Purpose The management of Renal cell carcinoma (RCC) patients with liver metastases
is challenging. Liver-directed therapy, such as Transarterial radioembolization (TARE),
is a reasonable option for these patients; however, its safety and efficacy are not
well characterized. This study evaluated the safety and efficacy of TARE in patients
with liver-dominant metastatic RCC. Materials and Methods This is a retrospective,
single-center study. Thirty-eight patients' medical records were reviewed who underwent
TARE between January 1, 2009, and December 31, 2019, in a tertiary cancer center.
Two were excluded from further analysis. Thirty-six patients received 51 TARE treatments.

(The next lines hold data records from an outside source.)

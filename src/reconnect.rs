//! Wired reconnection after a USB attach
//!
//! On attach the camera's wired address is derived from its serial number and
//! the host's interfaces are polled until one of them sits on that network.
//! Interfaces are re-queried on every attempt since the tethered link usually
//! comes up a few seconds after the device appears.

use crate::config::TetherConfig;
use crate::control::negotiate_wired_mode;
use crate::errors::{Result, TetherError};
use crate::link::{ActiveLink, Connector};
use crate::net::require;
use crate::platform::{NetworkFacade, UsbFacade};
use crate::types::{CameraEndpoint, CameraIdentity, DeviceDescriptor, RetryBudget};
use serde::{Deserialize, Serialize};
use std::sync::Arc;
use tokio::sync::watch;

#[derive(Debug, Clone, PartialEq, Eq, Serialize, Deserialize)]
pub enum ReconnectState {
    Idle,
    Resolving { attempt: u32 },
    Bound { interface: String },
    Exhausted,
}

pub struct ReconnectSupervisor {
    config: Arc<TetherConfig>,
    budget: RetryBudget,
    network: Arc<dyn NetworkFacade>,
    connector: Arc<dyn Connector>,
    link: Arc<ActiveLink>,
    state: watch::Sender<ReconnectState>,
}

impl ReconnectSupervisor {
    pub fn new(
        config: Arc<TetherConfig>,
        network: Arc<dyn NetworkFacade>,
        connector: Arc<dyn Connector>,
        link: Arc<ActiveLink>,
    ) -> Self {
        let (state, _) = watch::channel(ReconnectState::Idle);
        Self {
            budget: RetryBudget::from(&config.reconnect),
            config,
            network,
            connector,
            link,
            state,
        }
    }

    pub fn budget(&self) -> RetryBudget {
        self.budget
    }

    pub fn state(&self) -> ReconnectState {
        self.state.borrow().clone()
    }

    pub fn subscribe(&self) -> watch::Receiver<ReconnectState> {
        self.state.subscribe()
    }

    fn set_state(&self, generation: u64, state: ReconnectState) {
        if self.link.is_current(generation) {
            self.state.send_replace(state);
        }
    }

    /// Resolve and bind the wired path for a freshly attached camera.
    ///
    /// Each call runs its own loop. A loop that finds its path after a newer
    /// attach (or a detach) started returns [`TetherError::Superseded`] and
    /// leaves the active link untouched.
    pub async fn on_device_attached(&self, identity: CameraIdentity) -> Result<CameraEndpoint> {
        let generation = self.link.begin_attach();
        let address = identity.wired_address(&self.config);
        let endpoint = identity.wired_endpoint(&self.config);

        log::info!(
            "Camera {} attached, looking for an interface on {}",
            identity.serial_number(),
            address
        );

        for attempt in 1..=self.budget.max_attempts {
            if !self.link.is_current(generation) {
                log::info!("Attach of {} superseded", identity.serial_number());
                return Err(TetherError::Superseded);
            }
            self.set_state(generation, ReconnectState::Resolving { attempt });

            let interfaces = self.network.list_interfaces().unwrap_or_else(|e| {
                log::warn!("Interface query failed: {}", e);
                Vec::new()
            });

            let bound = require(&address, &interfaces).and_then(|iface| {
                let control = self.connector.connect(endpoint.clone(), Some(iface))?;
                Ok((iface, control))
            });

            match bound {
                Ok((iface, control)) => {
                    if !self.link.install(generation, control.clone()) {
                        log::info!("Attach of {} superseded", identity.serial_number());
                        return Err(TetherError::Superseded);
                    }
                    self.set_state(
                        generation,
                        ReconnectState::Bound {
                            interface: iface.id.clone(),
                        },
                    );
                    log::info!(
                        "Camera {} bound on {} after {} attempt(s)",
                        identity.serial_number(),
                        iface.id,
                        attempt
                    );

                    if let Err(e) = negotiate_wired_mode(control.as_ref()).await {
                        log::warn!("Wired mode negotiation incomplete: {}", e);
                    }
                    return Ok(endpoint);
                }
                Err(e) => log::info!(
                    "Attempt {}/{}: {}",
                    attempt,
                    self.budget.max_attempts,
                    e
                ),
            }

            if attempt < self.budget.max_attempts {
                tokio::time::sleep(self.budget.interval).await;
            }
        }

        self.set_state(generation, ReconnectState::Exhausted);
        log::error!(
            "Camera {} unreachable after {} attempts",
            identity.serial_number(),
            self.budget.max_attempts
        );
        Err(TetherError::RetryExhausted {
            attempts: self.budget.max_attempts,
        })
    }

    /// Drop the wired path and fall back to the access-point link
    pub fn on_device_detached(&self) -> Result<()> {
        let control = self
            .connector
            .connect(CameraEndpoint::access_point(&self.config), None)?;
        self.link.reset(control);
        self.state.send_replace(ReconnectState::Idle);
        Ok(())
    }

    /// Scan attached USB devices and bring up every permitted wired camera.
    ///
    /// Devices without wired control or without permission are skipped.
    pub async fn mount_wired(&self, usb: &dyn UsbFacade) -> Result<Vec<Result<CameraEndpoint>>> {
        let mut outcomes = Vec::new();

        for info in usb.list_devices()? {
            let descriptor = DeviceDescriptor::classify(&info);
            if !descriptor.capabilities.wired_control {
                log::debug!("Device {} has no wired control", descriptor.id);
                continue;
            }
            if !usb.has_permission(&info) && !usb.request_permission(&info) {
                log::error!("Insufficient permissions for USB device {}", descriptor.id);
                continue;
            }
            let Some(identity) = descriptor.identity() else {
                continue;
            };
            outcomes.push(self.on_device_attached(identity).await);
        }

        Ok(outcomes)
    }
}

Median follow-up time was 18.2 months. Imaging data were evaluated using mRECIST or
RECIST 1.1 criteria. Toxicities, treatment responses, liver progression-free survival
(LPFS), and median overall survival (OS) were calculated. Univariate and multivariate
analyses were conducted to reveal predictors of OS. Results Median OS from TARE was
19.3 months (95% CI, 22.6-47.4) and from diagnosis of liver metastases was 36.5 months
(95% CI: 26.4-49.8). Mild, grade 1 or 2, biochemical toxicity developed in 27 patients
(75%). Grade 3-4 toxicity was noted in two patients (5.5%). The objective response
rate was 89%; the disease control rate was 94% (21 complete response, 11 partial response,
two stable disease, and two progressive disease). Univariate and multivariate analyses
showed longer survival in patients who had objective response, lower lung shunt fraction,
and better baseline liver function. Conclusions TARE is safe and effective and led
to promising overall survival in patients with liver-dominant metastatic RCC. Level
of Evidence: Level 3, retrospective cohort study.